WHAT IS REQUIRED
Find and copy each line of the listing below that has the word "include" in it.

DATA FOR THIS EXERCISE
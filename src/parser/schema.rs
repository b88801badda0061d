// ABOUTME: Structural schema validation of raw workflow documents
// ABOUTME: Accumulates every shape violation with its path before typed deserialization runs

use serde_yaml::{Mapping, Value};
use std::collections::HashSet;
use std::fmt;

use super::workflow::ROOT_PROPERTIES;
use crate::template::is_identifier;

pub const TOP_LEVEL_FIELDS: &[&str] = &[
    "id",
    "description",
    "matrix",
    "include",
    "exclude",
    "steps",
    "data_root",
    "output_root",
];

pub const STEP_FIELDS: &[&str] = &["name", "description", "uses", "run", "with", "if", "timeout"];

const DOCUMENT_PATH: &str = "<document>";

/// One structural problem, located by a dotted/indexed path.
#[derive(Debug, Clone, PartialEq)]
pub struct SchemaViolation {
    pub path: String,
    pub message: String,
}

#[derive(Debug, Clone, Default, PartialEq)]
pub struct ValidationReport {
    pub violations: Vec<SchemaViolation>,
}

impl ValidationReport {
    pub fn new() -> Self {
        Self::default()
    }

    pub fn is_valid(&self) -> bool {
        self.violations.is_empty()
    }

    pub fn len(&self) -> usize {
        self.violations.len()
    }

    pub fn is_empty(&self) -> bool {
        self.violations.is_empty()
    }

    fn push(&mut self, path: impl Into<String>, message: impl Into<String>) {
        self.violations.push(SchemaViolation {
            path: path.into(),
            message: message.into(),
        });
    }

    /// True when some violation is reported at exactly `path`.
    pub fn has_violation_at(&self, path: &str) -> bool {
        self.violations.iter().any(|v| v.path == path)
    }
}

impl fmt::Display for SchemaViolation {
    fn fmt(&self, f: &mut fmt::Formatter<'_>) -> fmt::Result {
        write!(f, "{}: {}", self.path, self.message)
    }
}

impl fmt::Display for ValidationReport {
    fn fmt(&self, f: &mut fmt::Formatter<'_>) -> fmt::Result {
        for (index, violation) in self.violations.iter().enumerate() {
            if index > 0 {
                writeln!(f)?;
            }
            write!(f, "  - {}", violation)?;
        }
        Ok(())
    }
}

#[derive(Debug, Default, Clone, Copy)]
pub struct SchemaValidator;

impl SchemaValidator {
    pub fn new() -> Self {
        Self
    }

    /// Validate the shape of a raw document without rejecting at the first problem.
    pub fn validate(&self, document: &Value) -> ValidationReport {
        let mut report = ValidationReport::new();

        let Some(root) = document.as_mapping() else {
            report.push(
                DOCUMENT_PATH,
                format!("workflow must be a mapping, found {}", kind_of(document)),
            );
            return report;
        };

        for key in root.keys() {
            match key.as_str() {
                Some(name) if TOP_LEVEL_FIELDS.contains(&name) => {}
                Some(name) => report.push(name, format!("unknown top-level field '{}'", name)),
                None => report.push(
                    DOCUMENT_PATH,
                    format!("field names must be strings, found {}", kind_of(key)),
                ),
            }
        }

        self.check_required_string(root, "id", &mut report);
        self.check_required_string(root, "description", &mut report);
        for field in ["data_root", "output_root"] {
            if let Some(value) = root.get(field) {
                if !value.is_string() {
                    report.push(field, format!("must be a string, found {}", kind_of(value)));
                }
            }
        }

        if let Some(matrix) = root.get("matrix") {
            self.check_matrix(matrix, &mut report);
        }
        for rule in ["include", "exclude"] {
            if let Some(rules) = root.get(rule) {
                self.check_rules(rule, rules, &mut report);
            }
        }
        if let Some(steps) = root.get("steps") {
            self.check_steps(steps, &mut report);
        }

        report
    }

    fn check_required_string(&self, root: &Mapping, field: &str, report: &mut ValidationReport) {
        match root.get(field) {
            None => report.push(field, "required field is missing"),
            Some(Value::String(text)) if text.trim().is_empty() => {
                report.push(field, "must not be empty")
            }
            Some(Value::String(_)) => {}
            Some(other) => report.push(field, format!("must be a string, found {}", kind_of(other))),
        }
    }

    fn check_matrix(&self, matrix: &Value, report: &mut ValidationReport) {
        let Some(axes) = matrix.as_mapping() else {
            report.push("matrix", format!("must be a mapping, found {}", kind_of(matrix)));
            return;
        };

        for (key, values) in axes {
            let Some(axis) = key.as_str() else {
                report.push(
                    "matrix",
                    format!("axis names must be strings, found {}", kind_of(key)),
                );
                continue;
            };
            let path = format!("matrix.{}", axis);

            if !is_identifier(axis) {
                report.push(path.clone(), format!("'{}' is not a valid axis name", axis));
            } else if ROOT_PROPERTIES.contains(&axis) {
                report.push(
                    path.clone(),
                    format!("axis '{}' shadows a workflow property", axis),
                );
            }

            let Some(values) = values.as_sequence() else {
                report.push(path, format!("must be a list, found {}", kind_of(values)));
                continue;
            };
            if values.is_empty() {
                report.push(path, "axis must have at least one value");
                continue;
            }

            let mut seen = HashSet::new();
            for (index, value) in values.iter().enumerate() {
                let value_path = format!("{}[{}]", path, index);
                if !is_scalar(value) {
                    report.push(
                        value_path,
                        format!("must be a string, number or boolean, found {}", kind_of(value)),
                    );
                } else if !seen.insert(scalar_text(value)) {
                    report.push(value_path, format!("duplicate value {}", scalar_text(value)));
                }
            }
        }
    }

    fn check_rules(&self, kind: &str, rules: &Value, report: &mut ValidationReport) {
        let Some(rules) = rules.as_sequence() else {
            report.push(kind, format!("must be a list, found {}", kind_of(rules)));
            return;
        };

        for (index, rule) in rules.iter().enumerate() {
            let path = format!("{}[{}]", kind, index);
            let Some(pairs) = rule.as_mapping() else {
                report.push(path, format!("must be a mapping, found {}", kind_of(rule)));
                continue;
            };
            if pairs.is_empty() {
                report.push(path, "rule must assign at least one axis");
                continue;
            }
            for (key, value) in pairs {
                let Some(axis) = key.as_str() else {
                    report.push(
                        path.clone(),
                        format!("axis names must be strings, found {}", kind_of(key)),
                    );
                    continue;
                };
                if !is_scalar(value) {
                    report.push(
                        format!("{}.{}", path, axis),
                        format!("must be a string, number or boolean, found {}", kind_of(value)),
                    );
                }
            }
        }
    }

    fn check_steps(&self, steps: &Value, report: &mut ValidationReport) {
        let Some(steps) = steps.as_sequence() else {
            report.push("steps", format!("must be a list, found {}", kind_of(steps)));
            return;
        };

        let mut names = HashSet::new();
        for (index, step) in steps.iter().enumerate() {
            let path = format!("steps[{}]", index);
            let Some(fields) = step.as_mapping() else {
                report.push(path, format!("must be a mapping, found {}", kind_of(step)));
                continue;
            };
            self.check_step(&path, fields, &mut names, report);
        }
    }

    fn check_step(
        &self,
        path: &str,
        fields: &Mapping,
        names: &mut HashSet<String>,
        report: &mut ValidationReport,
    ) {
        for key in fields.keys() {
            match key.as_str() {
                Some(name) if STEP_FIELDS.contains(&name) => {}
                Some(name) => report.push(
                    format!("{}.{}", path, name),
                    format!("unknown step field '{}'", name),
                ),
                None => report.push(
                    path,
                    format!("field names must be strings, found {}", kind_of(key)),
                ),
            }
        }

        match fields.get("name") {
            None => report.push(format!("{}.name", path), "required field is missing"),
            Some(Value::String(name)) => {
                if !is_identifier(name) {
                    report.push(
                        format!("{}.name", path),
                        format!("'{}' is not a valid step name", name),
                    );
                } else if !names.insert(name.clone()) {
                    report.push(
                        format!("{}.name", path),
                        format!("duplicate step name '{}'", name),
                    );
                }
            }
            Some(other) => report.push(
                format!("{}.name", path),
                format!("must be a string, found {}", kind_of(other)),
            ),
        }

        let uses = fields.get("uses");
        let run = fields.get("run");
        match (uses, run) {
            (Some(_), Some(_)) => report.push(path, "step must declare only one of 'uses' or 'run'"),
            (None, None) => report.push(path, "step must declare one of 'uses' or 'run'"),
            (Some(value), None) => self.check_non_empty_string(&format!("{}.uses", path), value, report),
            (None, Some(value)) => self.check_non_empty_string(&format!("{}.run", path), value, report),
        }

        if let Some(description) = fields.get("description") {
            if !description.is_string() {
                report.push(
                    format!("{}.description", path),
                    format!("must be a string, found {}", kind_of(description)),
                );
            }
        }

        if let Some(inputs) = fields.get("with") {
            match inputs.as_mapping() {
                Some(inputs) => {
                    if inputs.keys().any(|key| !key.is_string()) {
                        report.push(format!("{}.with", path), "input names must be strings");
                    }
                }
                None => report.push(
                    format!("{}.with", path),
                    format!("must be a mapping, found {}", kind_of(inputs)),
                ),
            }
        }

        if let Some(condition) = fields.get("if") {
            if !condition.is_string() && !condition.is_bool() {
                report.push(
                    format!("{}.if", path),
                    format!("must be a string or boolean, found {}", kind_of(condition)),
                );
            }
        }

        if let Some(timeout) = fields.get("timeout") {
            match timeout.as_str() {
                Some(text) => {
                    if let Err(e) = humantime_serde::re::humantime::parse_duration(text) {
                        report.push(
                            format!("{}.timeout", path),
                            format!("invalid duration '{}': {}", text, e),
                        );
                    }
                }
                None => report.push(
                    format!("{}.timeout", path),
                    format!("must be a duration string such as '30s', found {}", kind_of(timeout)),
                ),
            }
        }
    }

    fn check_non_empty_string(&self, path: &str, value: &Value, report: &mut ValidationReport) {
        match value {
            Value::String(text) if text.trim().is_empty() => report.push(path, "must not be empty"),
            Value::String(_) => {}
            other => report.push(path, format!("must be a string, found {}", kind_of(other))),
        }
    }
}

fn is_scalar(value: &Value) -> bool {
    matches!(value, Value::String(_) | Value::Number(_) | Value::Bool(_))
}

fn scalar_text(value: &Value) -> String {
    match value {
        Value::String(text) => text.clone(),
        Value::Number(number) => number.to_string(),
        Value::Bool(flag) => flag.to_string(),
        _ => String::new(),
    }
}

fn kind_of(value: &Value) -> &'static str {
    match value {
        Value::Null => "null",
        Value::Bool(_) => "a boolean",
        Value::Number(_) => "a number",
        Value::String(_) => "a string",
        Value::Sequence(_) => "a list",
        Value::Mapping(_) => "a mapping",
        Value::Tagged(_) => "a tagged value",
    }
}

RESPONSE BOX
    "include",
        for rule in ["include", "exclude"] {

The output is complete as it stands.